→ SOURCE MATERIAL:
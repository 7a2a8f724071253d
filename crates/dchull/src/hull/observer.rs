//! Merge narration hook.
//!
//! The builder reports every tangent merge to an optional `MergeObserver`
//! after the merged hull is computed. Observers only read; the result does
//! not depend on whether one is attached.

use crate::geom2::Point2;

use super::report::hull_edges;
use super::types::{Edge, Tangent};

/// One tangent merge, borrowed from the builder for the duration of the call.
#[derive(Clone, Copy, Debug)]
pub struct MergeStep<'a> {
    /// Recursion depth of the merge (0 = final merge).
    pub depth: usize,
    pub left: &'a [Point2],
    pub right: &'a [Point2],
    pub upper: Tangent,
    pub lower: Tangent,
    pub merged: &'a [Point2],
}

impl MergeStep<'_> {
    pub fn upper_segment(&self) -> Edge {
        Edge::new(self.left[self.upper.left], self.right[self.upper.right])
    }

    pub fn lower_segment(&self) -> Edge {
        Edge::new(self.left[self.lower.left], self.right[self.lower.right])
    }

    pub fn left_edges(&self) -> Vec<Edge> {
        hull_edges(self.left)
    }

    pub fn right_edges(&self) -> Vec<Edge> {
        hull_edges(self.right)
    }
}

/// Receiver of merge steps (e.g. an animation layer).
pub trait MergeObserver {
    fn on_merge(&mut self, step: &MergeStep<'_>);
}

impl<F> MergeObserver for F
where
    F: FnMut(&MergeStep<'_>),
{
    #[inline]
    fn on_merge(&mut self, step: &MergeStep<'_>) {
        self(step)
    }
}

/// Observer that ignores every step.
#[derive(Clone, Copy, Debug, Default)]
pub struct NoopObserver;

impl MergeObserver for NoopObserver {
    #[inline]
    fn on_merge(&mut self, _step: &MergeStep<'_>) {}
}

/// Owned copy of a `MergeStep`.
#[derive(Clone, Debug, PartialEq)]
pub struct RecordedMerge {
    pub depth: usize,
    pub left: Vec<Point2>,
    pub right: Vec<Point2>,
    pub upper: Tangent,
    pub lower: Tangent,
    pub merged: Vec<Point2>,
}

impl From<&MergeStep<'_>> for RecordedMerge {
    fn from(step: &MergeStep<'_>) -> Self {
        Self {
            depth: step.depth,
            left: step.left.to_vec(),
            right: step.right.to_vec(),
            upper: step.upper,
            lower: step.lower,
            merged: step.merged.to_vec(),
        }
    }
}

/// Records every step in call order (post-order: children before parents).
#[derive(Clone, Debug, Default)]
pub struct MergeLog {
    pub steps: Vec<RecordedMerge>,
}

impl MergeLog {
    #[inline]
    pub fn len(&self) -> usize {
        self.steps.len()
    }

    #[inline]
    pub fn is_empty(&self) -> bool {
        self.steps.is_empty()
    }

    /// The top-level merge, if any merge needed a tangent search.
    pub fn last(&self) -> Option<&RecordedMerge> {
        self.steps.last()
    }
}

impl MergeObserver for MergeLog {
    fn on_merge(&mut self, step: &MergeStep<'_>) {
        self.steps.push(RecordedMerge::from(step));
    }
}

→ TRY IT: Go through the material above, find each line with the string "MergeStep", and copy it.

→ YOUR SOLUTION:
pub struct MergeStep<'a> {
impl MergeStep<'_> {
    fn on_merge(&mut self, step: &MergeStep<'_>);
    F: FnMut(&MergeStep<'_>),
    fn on_merge(&mut self, step: &MergeStep<'_>) {
    fn on_merge(&mut self, _step: &MergeStep<'_>) {}
/// Owned copy of a `MergeStep`.
impl From<&MergeStep<'_>> for RecordedMerge {
    fn from(step: &MergeStep<'_>) -> Self {
    fn on_merge(&mut self, step: &MergeStep<'_>) {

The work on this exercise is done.